◆ WHAT YOU WILL DO ◆
Transcribe exactly every line from the one with "assert_eq!(chunks.len(), 4);" to the last line of the listing below, including both.

=======

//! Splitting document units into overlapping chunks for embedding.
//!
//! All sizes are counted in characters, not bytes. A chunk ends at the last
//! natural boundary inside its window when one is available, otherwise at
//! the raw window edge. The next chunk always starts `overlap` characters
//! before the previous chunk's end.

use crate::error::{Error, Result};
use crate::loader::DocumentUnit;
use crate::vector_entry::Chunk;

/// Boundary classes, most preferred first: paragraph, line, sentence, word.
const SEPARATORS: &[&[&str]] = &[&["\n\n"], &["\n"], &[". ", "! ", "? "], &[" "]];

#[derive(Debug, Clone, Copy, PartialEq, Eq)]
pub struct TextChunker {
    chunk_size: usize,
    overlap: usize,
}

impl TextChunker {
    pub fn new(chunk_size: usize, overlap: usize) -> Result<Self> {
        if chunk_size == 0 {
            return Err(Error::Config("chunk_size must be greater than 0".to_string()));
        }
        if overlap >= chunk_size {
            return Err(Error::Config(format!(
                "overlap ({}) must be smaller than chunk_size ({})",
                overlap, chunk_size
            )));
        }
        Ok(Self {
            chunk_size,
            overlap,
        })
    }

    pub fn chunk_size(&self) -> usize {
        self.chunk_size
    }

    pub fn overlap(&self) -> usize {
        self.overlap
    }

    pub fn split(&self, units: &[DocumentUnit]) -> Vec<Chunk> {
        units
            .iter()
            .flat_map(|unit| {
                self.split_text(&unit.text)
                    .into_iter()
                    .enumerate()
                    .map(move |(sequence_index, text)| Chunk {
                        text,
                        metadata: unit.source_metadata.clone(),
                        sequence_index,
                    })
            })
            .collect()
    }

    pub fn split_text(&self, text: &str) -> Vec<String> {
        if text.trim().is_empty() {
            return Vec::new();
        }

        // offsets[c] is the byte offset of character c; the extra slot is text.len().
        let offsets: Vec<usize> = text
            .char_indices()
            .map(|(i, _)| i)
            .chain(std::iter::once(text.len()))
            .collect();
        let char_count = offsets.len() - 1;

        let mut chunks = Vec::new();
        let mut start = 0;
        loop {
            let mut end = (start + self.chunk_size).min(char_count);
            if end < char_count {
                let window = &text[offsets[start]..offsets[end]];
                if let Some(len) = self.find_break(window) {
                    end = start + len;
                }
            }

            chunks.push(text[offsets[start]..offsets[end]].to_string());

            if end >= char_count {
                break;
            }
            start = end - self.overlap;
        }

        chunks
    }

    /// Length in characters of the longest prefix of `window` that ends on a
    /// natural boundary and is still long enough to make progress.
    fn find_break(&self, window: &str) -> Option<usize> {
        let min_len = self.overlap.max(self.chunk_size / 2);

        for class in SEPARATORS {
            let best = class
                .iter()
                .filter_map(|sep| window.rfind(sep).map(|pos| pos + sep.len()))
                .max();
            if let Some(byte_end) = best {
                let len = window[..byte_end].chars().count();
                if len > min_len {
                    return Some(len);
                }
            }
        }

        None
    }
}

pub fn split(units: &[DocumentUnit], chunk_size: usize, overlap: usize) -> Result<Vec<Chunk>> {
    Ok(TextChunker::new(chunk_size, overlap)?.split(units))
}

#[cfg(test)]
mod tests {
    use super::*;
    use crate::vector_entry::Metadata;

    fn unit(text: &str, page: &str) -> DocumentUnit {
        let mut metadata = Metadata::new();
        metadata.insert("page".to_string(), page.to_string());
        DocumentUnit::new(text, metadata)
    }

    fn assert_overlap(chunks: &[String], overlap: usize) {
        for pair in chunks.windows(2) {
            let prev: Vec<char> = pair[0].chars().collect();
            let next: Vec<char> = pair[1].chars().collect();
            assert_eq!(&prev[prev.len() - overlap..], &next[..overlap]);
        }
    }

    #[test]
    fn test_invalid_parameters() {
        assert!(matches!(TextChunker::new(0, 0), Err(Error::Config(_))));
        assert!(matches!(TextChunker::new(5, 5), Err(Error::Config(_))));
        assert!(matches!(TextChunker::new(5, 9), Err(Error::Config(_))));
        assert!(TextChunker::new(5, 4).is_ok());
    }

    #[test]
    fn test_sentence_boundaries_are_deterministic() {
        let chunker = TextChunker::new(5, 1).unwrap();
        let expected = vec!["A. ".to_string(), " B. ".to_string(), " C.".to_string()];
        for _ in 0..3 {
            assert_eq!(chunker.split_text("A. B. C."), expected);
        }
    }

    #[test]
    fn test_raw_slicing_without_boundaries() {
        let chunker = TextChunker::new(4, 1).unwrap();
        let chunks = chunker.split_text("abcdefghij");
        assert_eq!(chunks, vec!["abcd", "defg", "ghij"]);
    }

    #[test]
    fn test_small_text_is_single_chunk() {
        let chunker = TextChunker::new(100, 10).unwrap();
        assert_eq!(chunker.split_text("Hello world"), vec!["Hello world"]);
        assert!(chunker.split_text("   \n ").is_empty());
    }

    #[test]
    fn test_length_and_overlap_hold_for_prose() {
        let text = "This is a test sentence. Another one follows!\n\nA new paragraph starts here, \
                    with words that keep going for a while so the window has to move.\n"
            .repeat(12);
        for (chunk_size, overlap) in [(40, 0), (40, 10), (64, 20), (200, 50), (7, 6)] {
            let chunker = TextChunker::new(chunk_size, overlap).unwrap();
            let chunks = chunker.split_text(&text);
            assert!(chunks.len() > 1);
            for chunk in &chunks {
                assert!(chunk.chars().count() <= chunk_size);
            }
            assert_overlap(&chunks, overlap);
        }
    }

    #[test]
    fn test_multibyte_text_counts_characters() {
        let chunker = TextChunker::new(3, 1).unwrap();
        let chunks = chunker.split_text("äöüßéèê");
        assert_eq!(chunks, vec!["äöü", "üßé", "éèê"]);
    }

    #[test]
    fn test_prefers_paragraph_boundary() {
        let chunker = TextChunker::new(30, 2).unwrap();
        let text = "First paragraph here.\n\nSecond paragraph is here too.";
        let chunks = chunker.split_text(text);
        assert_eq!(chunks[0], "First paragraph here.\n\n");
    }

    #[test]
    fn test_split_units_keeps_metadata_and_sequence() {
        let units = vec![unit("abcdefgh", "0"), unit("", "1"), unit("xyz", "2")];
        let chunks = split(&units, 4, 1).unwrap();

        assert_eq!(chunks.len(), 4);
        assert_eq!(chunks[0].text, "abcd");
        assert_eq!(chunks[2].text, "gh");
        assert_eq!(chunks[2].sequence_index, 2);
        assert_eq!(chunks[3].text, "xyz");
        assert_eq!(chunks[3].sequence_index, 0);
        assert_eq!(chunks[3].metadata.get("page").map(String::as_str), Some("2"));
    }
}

=======

◆ ANSWER FOR THIS EXERCISE ◆
        assert_eq!(chunks.len(), 4);
        assert_eq!(chunks[0].text, "abcd");
        assert_eq!(chunks[2].text, "gh");
        assert_eq!(chunks[2].sequence_index, 2);
        assert_eq!(chunks[3].text, "xyz");
        assert_eq!(chunks[3].sequence_index, 0);
        assert_eq!(chunks[3].metadata.get("page").map(String::as_str), Some("2"));
    }
}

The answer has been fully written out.